As there were no large objects to obstruct the vision, one could see an extraordinary distance in the clear and brilliant moonlight. Not a single tree of any size guarded the old French château, although one might reasonably have expected to find it surrounded by a forest of a century’s growth.
Only a few years before, the trees on this French estate had been famous throughout the countryside. An avenue of oaks bordering either side the road to the house had been half a mile in length and of great age and beauty. Strangers in the neighborhood were driven through the grounds of the château, chiefly that they might admire its extraordinary old trees.

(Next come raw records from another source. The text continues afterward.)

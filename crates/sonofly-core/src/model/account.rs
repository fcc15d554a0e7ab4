// ── Account domain types ──

use secrecy::SecretString;
use serde::{Deserialize, Serialize};
use sonofly_api::CloudRegion;
use strum::{Display, EnumString};

use super::device_id::AccountId;

/// Which transports an account may use.
#[derive(
    Debug, Clone, Copy, PartialEq, Eq, Default, Serialize, Deserialize, Display, EnumString,
)]
#[serde(rename_all = "lowercase")]
#[strum(serialize_all = "lowercase", ascii_case_insensitive)]
pub enum Mode {
    /// Cloud and LAN; falls back to the cached device list when the
    /// cloud is out of reach.
    #[default]
    Auto,
    /// Cloud only.
    Cloud,
    /// LAN only. The cloud is used, when credentials exist, just to
    /// refresh the device list.
    Local,
}

impl Mode {
    /// Cloud transport admissible (`auto`, `cloud`).
    pub fn uses_cloud(self) -> bool {
        !matches!(self, Self::Local)
    }

    /// LAN transport admissible (`auto`, `local`).
    pub fn uses_local(self) -> bool {
        !matches!(self, Self::Cloud)
    }
}

/// One configured set of credentials driving one Registry.
#[derive(Debug, Clone)]
pub struct Account {
    pub username: String,
    pub password: Option<SecretString>,
    pub mode: Mode,
    /// Region hint; the cloud redirects when wrong.
    pub region: CloudRegion,
    /// Raise this account's orchestration logging from `debug` to `info`.
    pub debug: bool,
}

impl Account {
    pub fn new(username: impl Into<String>) -> Self {
        Self {
            username: username.into(),
            password: None,
            mode: Mode::default(),
            region: CloudRegion::default(),
            debug: false,
        }
    }

    pub fn with_password(mut self, password: impl Into<String>) -> Self {
        self.password = Some(SecretString::from(password.into()));
        self
    }

    pub fn with_mode(mut self, mode: Mode) -> Self {
        self.mode = mode;
        self
    }

    pub fn id(&self) -> AccountId {
        AccountId::new(self.username.clone())
    }

    /// Both username and password are present.
    pub fn has_credentials(&self) -> bool {
        !self.username.is_empty() && self.password.is_some()
    }

    /// Same login identity (username and region).
    pub fn same_identity(&self, other: &Self) -> bool {
        self.username == other.username && self.region == other.region
    }
}
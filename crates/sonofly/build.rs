use std::fs;
use std::io;
use std::path::Path;

use clap::CommandFactory;

// cli.rs depends only on clap + clap_complete, both build-dependencies.
#[path = "src/cli.rs"]
#[allow(dead_code)]
mod cli;

fn main() -> io::Result<()> {
    println!("cargo::rerun-if-changed=src/cli.rs");

    let out_dir = std::env::var_os("OUT_DIR")
        .ok_or_else(|| io::Error::other("OUT_DIR not set by Cargo"))?;
    let man_dir = Path::new(&out_dir).join("man");
    fs::create_dir_all(&man_dir)?;

    generate_manpages(&cli::Cli::command(), &man_dir)
}

/// Man pages for a command and each visible subcommand, `sonofly-<sub>.1`.
fn generate_manpages(cmd: &clap::Command, dir: &Path) -> io::Result<()> {
    let name = cmd.get_name().to_owned();

    let mut buf = Vec::new();
    clap_mangen::Man::new(cmd.clone()).render(&mut buf)?;
    fs::write(dir.join(format!("{name}.1")), buf)?;

    for sub in cmd.get_subcommands().filter(|sub| !sub.is_hide_set()) {
        let sub = sub.clone().name(format!("{name}-{}", sub.get_name()));
        generate_manpages(&sub, dir)?;
    }
    Ok(())
}
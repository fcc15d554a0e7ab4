use std::fmt;
use std::str::FromStr;

use secrecy::SecretString;

/// Cloud region an account is homed in.
///
/// Determines the API host. Logging in against the wrong region yields a
/// redirect carrying the correct one, which the cloud client follows once.
#[derive(Debug, Clone, Copy, PartialEq, Eq, Default)]
pub enum CloudRegion {
    Cn,
    As,
    #[default]
    Us,
    Eu,
}

impl CloudRegion {
    /// Region code as used in host names (`"eu"`, `"us"`, ...).
    pub fn code(self) -> &'static str {
        match self {
            Self::Cn => "cn",
            Self::As => "as",
            Self::Us => "us",
            Self::Eu => "eu",
        }
    }

    /// Base URL of the REST API for this region.
    pub fn api_url(self) -> String {
        match self {
            Self::Cn => "https://cn-apia.coolkit.cn".into(),
            other => format!("https://{}-apia.coolkit.cc", other.code()),
        }
    }

    /// Base URL of the WebSocket dispatch service for this region.
    pub fn dispatch_url(self) -> String {
        match self {
            Self::Cn => "https://cn-dispa.coolkit.cn".into(),
            other => format!("https://{}-dispa.coolkit.cc", other.code()),
        }
    }
}

impl fmt::Display for CloudRegion {
    fn fmt(&self, f: &mut fmt::Formatter<'_>) -> fmt::Result {
        f.write_str(self.code())
    }
}

impl FromStr for CloudRegion {
    type Err = String;

    fn from_str(s: &str) -> Result<Self, Self::Err> {
        match s.to_ascii_lowercase().as_str() {
            "cn" => Ok(Self::Cn),
            "as" => Ok(Self::As),
            "us" => Ok(Self::Us),
            "eu" => Ok(Self::Eu),
            other => Err(format!("unknown cloud region '{other}'")),
        }
    }
}

/// Authentication material held after a successful cloud login.
///
/// Its presence is the `auth` lifecycle flag: a cloud client with no
/// `CloudAuth` has never logged in (or was logged out).
#[derive(Debug, Clone)]
pub struct CloudAuth {
    /// Bearer token for REST calls and the WebSocket handshake.
    pub access_token: SecretString,
    /// Per-user API key, echoed in the WebSocket handshake.
    pub api_key: String,
    /// Region the session was established in.
    pub region: CloudRegion,
}
//! Command handlers: bridge CLI args -> hub operations -> output formatting.

pub mod config_cmd;
pub mod devices;
pub mod run;
pub mod send;
pub mod util;
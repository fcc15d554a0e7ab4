// Cloud API wire types
//
// Every REST response is wrapped in `{ "error": <code>, "msg": "...",
// "data": {...} }`. The client strips the envelope before callers see it.

use serde::{Deserialize, Serialize};
use serde_json::{Map, Value};

/// Envelope wrapping every cloud REST response.
#[derive(Debug, Deserialize)]
pub struct CloudResponse<T> {
    pub error: i64,
    #[serde(default)]
    pub msg: Option<String>,
    pub data: Option<T>,
}

/// `data` of a successful `POST /v2/user/login`.
#[derive(Debug, Deserialize)]
pub struct LoginData {
    /// Access token.
    pub at: String,
    pub user: LoginUser,
    #[serde(default)]
    pub region: Option<String>,
}

#[derive(Debug, Deserialize)]
pub struct LoginUser {
    pub apikey: String,
}

/// `data` of a region redirect (error code [`ERR_WRONG_REGION`]).
#[derive(Debug, Deserialize)]
pub struct RegionRedirect {
    pub region: String,
}

/// `data` of `GET /v2/device/thing`.
#[derive(Debug, Deserialize)]
#[serde(rename_all = "camelCase")]
pub struct ThingList {
    #[serde(default)]
    pub thing_list: Vec<ThingItem>,
}

/// One entry of the thing list. Item types 1 and 2 are devices (own and
/// shared); 3 is a group and is skipped.
#[derive(Debug, Deserialize)]
#[serde(rename_all = "camelCase")]
pub struct ThingItem {
    pub item_type: u8,
    pub item_data: Value,
}

impl ThingItem {
    pub fn is_device(&self) -> bool {
        matches!(self.item_type, 1 | 2)
    }
}

/// A device as reported by the cloud.
///
/// Only the fields the orchestration layer needs are typed; everything
/// else is kept in `extra` so nothing the cloud sends is dropped.
#[derive(Debug, Clone, Serialize, Deserialize)]
pub struct CloudDevice {
    pub deviceid: String,
    #[serde(default)]
    pub name: String,
    #[serde(default)]
    pub devicekey: Option<String>,
    #[serde(default, rename = "productModel")]
    pub product_model: Option<String>,
    #[serde(default)]
    pub online: bool,
    #[serde(default)]
    pub params: Map<String, Value>,
    #[serde(flatten)]
    pub extra: Map<String, Value>,
}

/// Envelope answered by the WebSocket dispatch service.
#[derive(Debug, Deserialize)]
pub struct DispatchResponse {
    pub error: i64,
    #[serde(default)]
    pub domain: Option<String>,
    #[serde(default)]
    pub port: Option<u16>,
}

/// Cloud error code for "account belongs to another region".
pub const ERR_WRONG_REGION: i64 = 10004;

/// Cloud error codes that mean the credentials themselves were rejected.
pub const AUTH_ERROR_CODES: &[i64] = &[401, 10001, 10011, 10014];
//! Connectivity orchestration between `sonofly-api` transports and a host.
//!
//! - **[`Hub`]**: host-facing facade. Loads, reloads and unloads accounts,
//!   schedules setup retries, and routes commands.
//!
//! - **[`SetupOrchestrator`]**: per-account state machine. Logs in, loads
//!   the device list from the cloud or from the [`DeviceCache`], and starts
//!   the transports the account's [`Mode`] admits.
//!
//! - **[`Registry`]**: one account's device directory plus its cloud and
//!   LAN transports. Delivers commands LAN-first with cloud fallback.
//!
//! - **[`DedupArbiter`]**: process-wide device ownership. A device reported
//!   by several accounts is controlled only through the first claimant.
//!
//! - **[`CommandDispatcher`]**: resolves a raw identifier to its owning
//!   registry, or to the camera sub-transport for 6-character ids.

pub mod config;
pub mod convert;
pub mod dedup;
pub mod dispatcher;
pub mod error;
pub mod hub;
pub mod model;
pub mod orchestrator;
pub mod registry;
pub mod store;
pub mod transport;

#[cfg(test)]
pub(crate) mod testing;

// ── Primary re-exports ──────────────────────────────────────────────
pub use config::HubConfig;
pub use dedup::DedupArbiter;
pub use dispatcher::{CommandDispatcher, Dispatched, RawCommand};
pub use error::CoreError;
pub use hub::Hub;
pub use orchestrator::{SetupEntry, SetupOrchestrator, SetupOutcome, SetupState};
pub use registry::{Registry, Route};
pub use store::{DeviceCache, FileStorage, MemoryStorage, Storage};
pub use transport::{
    CameraTransport, ClientFactory, CloudTransport, LocalTransport, TransportFactory,
    camera_transport,
};

pub use model::{
    Account, AccountId, CAMERA_ID_LEN, Device, DeviceId, DeviceKind, DeviceOverride, Mode, Params,
    STANDARD_ID_LEN,
};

Tonight, looking out from the little balcony down this selfsame avenue, one could see only a few gnarled trunks of the once famous trees, still standing like sentinels faithful at their posts till death.
When, soon after the outbreak of the European war the Germans swept across the Marne, the Château Yvonne and its grounds had been made an object of their special mania for destruction. Such trees as had not been destroyed by bursting shells and poisonous gases they had deliberately set afire.
Yet at present, Mrs. Burton, as she stood on the little balcony and looked out over the country, was grateful for their loss. She was thus able to observe so much more of the surrounding landscape. There was no human being in sight.
For the past four days she and five of the Camp Fire girls had been in hiding in the Château Yvonne, and within these four days the face of the world seemed to have changed.
Already it has grown difficult for some of us to recall the last week in March in the year 1918, when the Germans again appeared to have a chance of victory and the Allied lines were seen to waver and then recede from northern to southern France.
It was within this fateful week, with the channel ports and Paris again threatened, that the Camp Fire guardian and her group of American girls, had been vainly awaiting at the Château Yvonne the arrival of Miss Patricia Lord, Vera Lagerloff and Sally Ashton, in order that they might continue their retreat to Paris.
As Mrs. Burton now gazed out over the landscape, shining serenely in the clear beauty of the moonlight, she was interested in only two problems. What had become of Miss Patricia and her companions and how far away from the Château Yvonne at this hour was the German army?